- **Task prompt**:
Below are some records; output exactly the lines from the line with "use pg_escape::quote_identifier;" to the line with "on the server.", both ends kept, and nothing more.

[Saved data entries]
---*---

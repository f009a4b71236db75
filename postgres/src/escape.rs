use std::fmt;

use pg_escape::quote_identifier;
use thiserror::Error;

/// Errors raised when a name cannot be turned into a safe Postgres identifier.
#[derive(Debug, Error, Clone, PartialEq, Eq)]
pub enum EscapeError {
    #[error("identifier is empty")]
    Empty,

    #[error("identifier {0:?} contains a nul character")]
    NulCharacter(String),
}

/// Escapes `identifier` so it can be embedded in DDL or DML text.
///
/// Postgres cannot store a nul byte inside an identifier and an empty quoted
/// identifier (`""`) is rejected by the parser, so both are reported as errors
/// instead of producing text that would fail later on the server.
pub fn escape_identifier(identifier: &str) -> Result<String, EscapeError> {
    if identifier.is_empty() {
        return Err(EscapeError::Empty);
    }

    if identifier.contains('\0') {
        return Err(EscapeError::NulCharacter(identifier.to_owned()));
    }

    Ok(quote_identifier(identifier).into_owned())
}

/// Destination table of a log stream, optionally qualified with a schema.
#[derive(Debug, Clone, Eq, PartialEq)]
pub struct TableName {
    /// Schema containing the table, `None` means the connection's search path.
    pub schema: Option<String>,
    /// Unqualified table name, usually the stream path.
    pub name: String,
}

impl TableName {
    /// Creates a new [`TableName`].
    pub fn new(schema: Option<String>, name: String) -> TableName {
        Self { schema, name }
    }

    /// Returns the table name as an escaped, optionally schema-qualified identifier.
    pub fn as_quoted_identifier(&self) -> Result<String, EscapeError> {
        self.quote_with(escape_identifier)
    }

    /// Like [`TableName::as_quoted_identifier`] but escapes each part with `escape`.
    ///
    /// The name is escaped before the schema.
    pub fn quote_with<F, E>(&self, escape: F) -> Result<String, E>
    where
        F: Fn(&str) -> Result<String, E>,
    {
        let quoted_name = escape(&self.name)?;

        match &self.schema {
            Some(schema) => {
                let quoted_schema = escape(schema)?;
                Ok(format!("{quoted_schema}.{quoted_name}"))
            }
            None => Ok(quoted_name),
        }
    }
}

impl fmt::Display for TableName {
    fn fmt(&self, f: &mut fmt::Formatter<'_>) -> fmt::Result {
        match &self.schema {
            Some(schema) => write!(f, "{schema}.{}", self.name),
            None => write!(f, "{}", self.name),
        }
    }
}
//! Tracing setup shared by the writer binaries and tests.

use std::sync::Once;

use tracing_subscriber::EnvFilter;
use tracing_subscriber::filter::LevelFilter;
use tracing_subscriber::util::TryInitError;
use tracing_subscriber::{fmt, prelude::*};

/// Environment variable that turns on log output in tests.
const ENABLE_TRACING_ENV_NAME: &str = "ENABLE_TRACING";

/// Output format of the installed subscriber.
#[derive(Debug, Clone, Copy, Default, PartialEq, Eq)]
pub enum LogFormat {
    /// Human readable, one line per event.
    #[default]
    Pretty,
    /// One JSON object per event.
    Json,
}

/// Installs the global tracing subscriber.
///
/// The filter is read from `RUST_LOG` and falls back to `info` for all targets.
pub fn init_tracing(format: LogFormat) -> Result<(), TryInitError> {
    let filter = EnvFilter::builder()
        .with_default_directive(LevelFilter::INFO.into())
        .from_env_lossy();

    match format {
        LogFormat::Pretty => tracing_subscriber::registry()
            .with(filter)
            .with(fmt::layer().with_target(true))
            .try_init(),
        LogFormat::Json => tracing_subscriber::registry()
            .with(filter)
            .with(fmt::layer().json().with_current_span(true))
            .try_init(),
    }
}

/// Installs a test subscriber once per process if `ENABLE_TRACING` is set.
pub fn init_test_tracing() {
    static INIT: Once = Once::new();

    if std::env::var(ENABLE_TRACING_ENV_NAME).is_err() {
        return;
    }

    INIT.call_once(|| {
        let filter = EnvFilter::builder()
            .with_default_directive(LevelFilter::DEBUG.into())
            .from_env_lossy();

        let _ = tracing_subscriber::registry()
            .with(filter)
            .with(fmt::layer().with_test_writer())
            .try_init();
    });
}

---*---

- **Solution**:
use pg_escape::quote_identifier;
use thiserror::Error;

/// Errors raised when a name cannot be turned into a safe Postgres identifier.
#[derive(Debug, Error, Clone, PartialEq, Eq)]
pub enum EscapeError {
    #[error("identifier is empty")]
    Empty,

    #[error("identifier {0:?} contains a nul character")]
    NulCharacter(String),
}

/// Escapes `identifier` so it can be embedded in DDL or DML text.
///
/// Postgres cannot store a nul byte inside an identifier and an empty quoted
/// identifier (`""`) is rejected by the parser, so both are reported as errors
/// instead of producing text that would fail later on the server.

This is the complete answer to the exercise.